* What the exercise asks
Beginning at the top of the listing, repeat each line exactly until the line with "(and fix up" has been repeated too.

______________________________

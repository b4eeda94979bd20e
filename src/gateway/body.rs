//! Body handling by declared content type.
//!
//! The content type is inspected once per request and turned into a
//! [`BodyEncoding`]; reading the inbound body yields the matching
//! [`OutboundBody`] variant, which knows how to attach itself (and fix up
//! `content-type`) on the upstream request.
//!
//! | Encoding   | Inbound                 | Outbound content-type            |
//! |------------|-------------------------|----------------------------------|
//! | Multipart  | parsed into fields      | recomputed by the client         |
//! | Json       | raw bytes               | `application/json`               |
//! | UrlEncoded | raw bytes               | `application/x-www-form-urlencoded` |
//! | Raw        | raw bytes               | original, if any                 |

use axum::{
    body::{Body, Bytes},
    extract::{FromRequest, Multipart},
    http::{header, HeaderMap, HeaderValue, Method, Request, StatusCode},
};
use reqwest::multipart::{Form, Part};

use crate::error::GatewayError;

const JSON: &str = "application/json";
const FORM_URLENCODED: &str = "application/x-www-form-urlencoded";
const MULTIPART: &str = "multipart/form-data";

/// Body variant chosen from the inbound `content-type`.
#[derive(Debug, Clone, Copy, PartialEq, Eq)]
pub enum BodyEncoding {
    Multipart,
    Json,
    UrlEncoded,
    Raw,
}

impl BodyEncoding {
    /// Classify a `content-type` value. Matching is a case-insensitive
    /// substring test, so parameters like `charset` are ignored.
    pub fn from_content_type(content_type: Option<&HeaderValue>) -> Self {
        let value = match content_type.and_then(|v| v.to_str().ok()) {
            Some(v) => v.to_ascii_lowercase(),
            None => return BodyEncoding::Raw,
        };

        if value.contains(MULTIPART) {
            BodyEncoding::Multipart
        } else if value.contains(JSON) {
            BodyEncoding::Json
        } else if value.contains(FORM_URLENCODED) {
            BodyEncoding::UrlEncoded
        } else {
            BodyEncoding::Raw
        }
    }

    pub fn as_str(&self) -> &'static str {
        match self {
            BodyEncoding::Multipart => "multipart",
            BodyEncoding::Json => "json",
            BodyEncoding::UrlEncoded => "urlencoded",
            BodyEncoding::Raw => "raw",
        }
    }
}

impl std::fmt::Display for BodyEncoding {
    fn fmt(&self, f: &mut std::fmt::Formatter<'_>) -> std::fmt::Result {
        f.write_str(self.as_str())
    }
}

/// Whether a body is read and forwarded for this method.
pub fn carries_body(method: &Method) -> bool {
    !matches!(*method, Method::GET | Method::HEAD | Method::DELETE)
}

/// One field of a parsed multipart body.
#[derive(Debug, Clone, PartialEq)]
pub struct FormField {
    pub name: String,
    pub file_name: Option<String>,
    pub content_type: Option<String>,
    pub data: Bytes,
}

/// Body to send upstream.
#[derive(Debug, Clone, PartialEq)]
pub enum OutboundBody {
    Empty,
    Multipart(Vec<FormField>),
    Json(Bytes),
    UrlEncoded(Bytes),
    Raw {
        bytes: Bytes,
        content_type: Option<HeaderValue>,
    },
}

impl OutboundBody {
    /// Read the inbound body according to `encoding`.
    ///
    /// Body size is bounded by the router's `DefaultBodyLimit`.
    pub async fn read(request: Request<Body>, encoding: BodyEncoding) -> Result<Self, GatewayError> {
        if !carries_body(request.method()) {
            return Ok(OutboundBody::Empty);
        }

        match encoding {
            BodyEncoding::Multipart => read_multipart(request).await.map(OutboundBody::Multipart),
            BodyEncoding::Json => read_bytes(request).await.map(OutboundBody::Json),
            BodyEncoding::UrlEncoded => read_bytes(request).await.map(OutboundBody::UrlEncoded),
            BodyEncoding::Raw => {
                let content_type = request.headers().get(header::CONTENT_TYPE).cloned();
                let bytes = read_bytes(request).await?;
                Ok(OutboundBody::Raw { bytes, content_type })
            }
        }
    }

    /// Attach this body to the upstream request, adjusting `content-type` in
    /// `headers` to match.
    pub fn attach(
        self,
        builder: reqwest::RequestBuilder,
        mut headers: HeaderMap,
    ) -> Result<reqwest::RequestBuilder, GatewayError> {
        let builder = match self {
            OutboundBody::Empty => builder.headers(headers),
            OutboundBody::Multipart(fields) => {
                headers.remove(header::CONTENT_TYPE);
                let form = build_form(fields)?;
                builder.headers(headers).multipart(form)
            }
            OutboundBody::Json(bytes) => {
                headers.insert(header::CONTENT_TYPE, HeaderValue::from_static(JSON));
                builder.headers(headers).body(bytes)
            }
            OutboundBody::UrlEncoded(bytes) => {
                headers.insert(header::CONTENT_TYPE, HeaderValue::from_static(FORM_URLENCODED));
                builder.headers(headers).body(bytes)
            }
            OutboundBody::Raw { bytes, content_type } => {
                headers.remove(header::CONTENT_TYPE);
                if let Some(content_type) = content_type {
                    headers.insert(header::CONTENT_TYPE, content_type);
                }
                builder.headers(headers).body(bytes)
            }
        };
        Ok(builder)
    }
}

async fn read_bytes(request: Request<Body>) -> Result<Bytes, GatewayError> {
    Bytes::from_request(request, &()).await.map_err(|rejection| {
        if rejection.status() == StatusCode::PAYLOAD_TOO_LARGE {
            GatewayError::BodyTooLarge
        } else {
            GatewayError::BodyRead(rejection.body_text())
        }
    })
}

async fn read_multipart(request: Request<Body>) -> Result<Vec<FormField>, GatewayError> {
    let mut multipart = Multipart::from_request(request, &())
        .await
        .map_err(|rejection| GatewayError::MalformedMultipart(rejection.body_text()))?;

    let mut fields = Vec::new();
    loop {
        let field = match multipart.next_field().await {
            Ok(Some(field)) => field,
            Ok(None) => break,
            Err(e) => return Err(multipart_error(e.status(), e.body_text())),
        };

        let name = field.name().unwrap_or_default().to_string();
        let file_name = field.file_name().map(str::to_string);
        let content_type = field.content_type().map(str::to_string);
        let data = field
            .bytes()
            .await
            .map_err(|e| multipart_error(e.status(), e.body_text()))?;

        fields.push(FormField { name, file_name, content_type, data });
    }
    Ok(fields)
}

fn multipart_error(status: StatusCode, detail: String) -> GatewayError {
    if status == StatusCode::PAYLOAD_TOO_LARGE {
        GatewayError::BodyTooLarge
    } else {
        GatewayError::MalformedMultipart(detail)
    }
}

fn build_form(fields: Vec<FormField>) -> Result<Form, GatewayError> {
    let mut form = Form::new();
    for field in fields {
        let mut part = Part::bytes(field.data.to_vec());
        if let Some(file_name) = field.file_name {
            part = part.file_name(file_name);
        }
        if let Some(content_type) = field.content_type {
            part = part
                .mime_str(&content_type)
                .map_err(|e| GatewayError::MalformedMultipart(e.to_string()))?;
        }
        form = form.part(field.name, part);
    }
    Ok(form)
}
//! OS signal handling.
//!
//! SIGINT (Ctrl+C) and, on Unix, SIGTERM trigger graceful shutdown.

use crate::lifecycle::Shutdown;

/// Wait for the first termination signal.
pub async fn wait_for_signal() {
    let ctrl_c = async {
        if let Err(e) = tokio::signal::ctrl_c().await {
            tracing::error!(error = %e, "Failed to install Ctrl+C handler");
            std::future::pending::<()>().await;
        }
    };

    #[cfg(unix)]
    let terminate = async {
        use tokio::signal::unix::{signal, SignalKind};
        match signal(SignalKind::terminate()) {
            Ok(mut sig) => {
                sig.recv().await;
            }
            Err(e) => {
                tracing::error!(error = %e, "Failed to install SIGTERM handler");
                std::future::pending::<()>().await;
            }
        }
    };

    #[cfg(not(unix))]
    let terminate = std::future::pending::<()>();

    tokio::select! {
        _ = ctrl_c => tracing::info!("SIGINT received"),
        _ = terminate => tracing::info!("SIGTERM received"),
    }
}

/// Spawn a task that triggers `shutdown` on the first termination signal.
pub fn spawn_signal_handler(shutdown: Shutdown) -> tokio::task::JoinHandle<()> {
    tokio::spawn(async move {
        wait_for_signal().await;
        shutdown.trigger();
    })
}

______________________________

* Your solution
repository b4eeda94979bd20e
filename src/gateway/body.rs
//! Body handling by declared content type.
//!
//! The content type is inspected once per request and turned into a
//! [`BodyEncoding`]; reading the inbound body yields the matching
//! [`OutboundBody`] variant, which knows how to attach itself (and fix up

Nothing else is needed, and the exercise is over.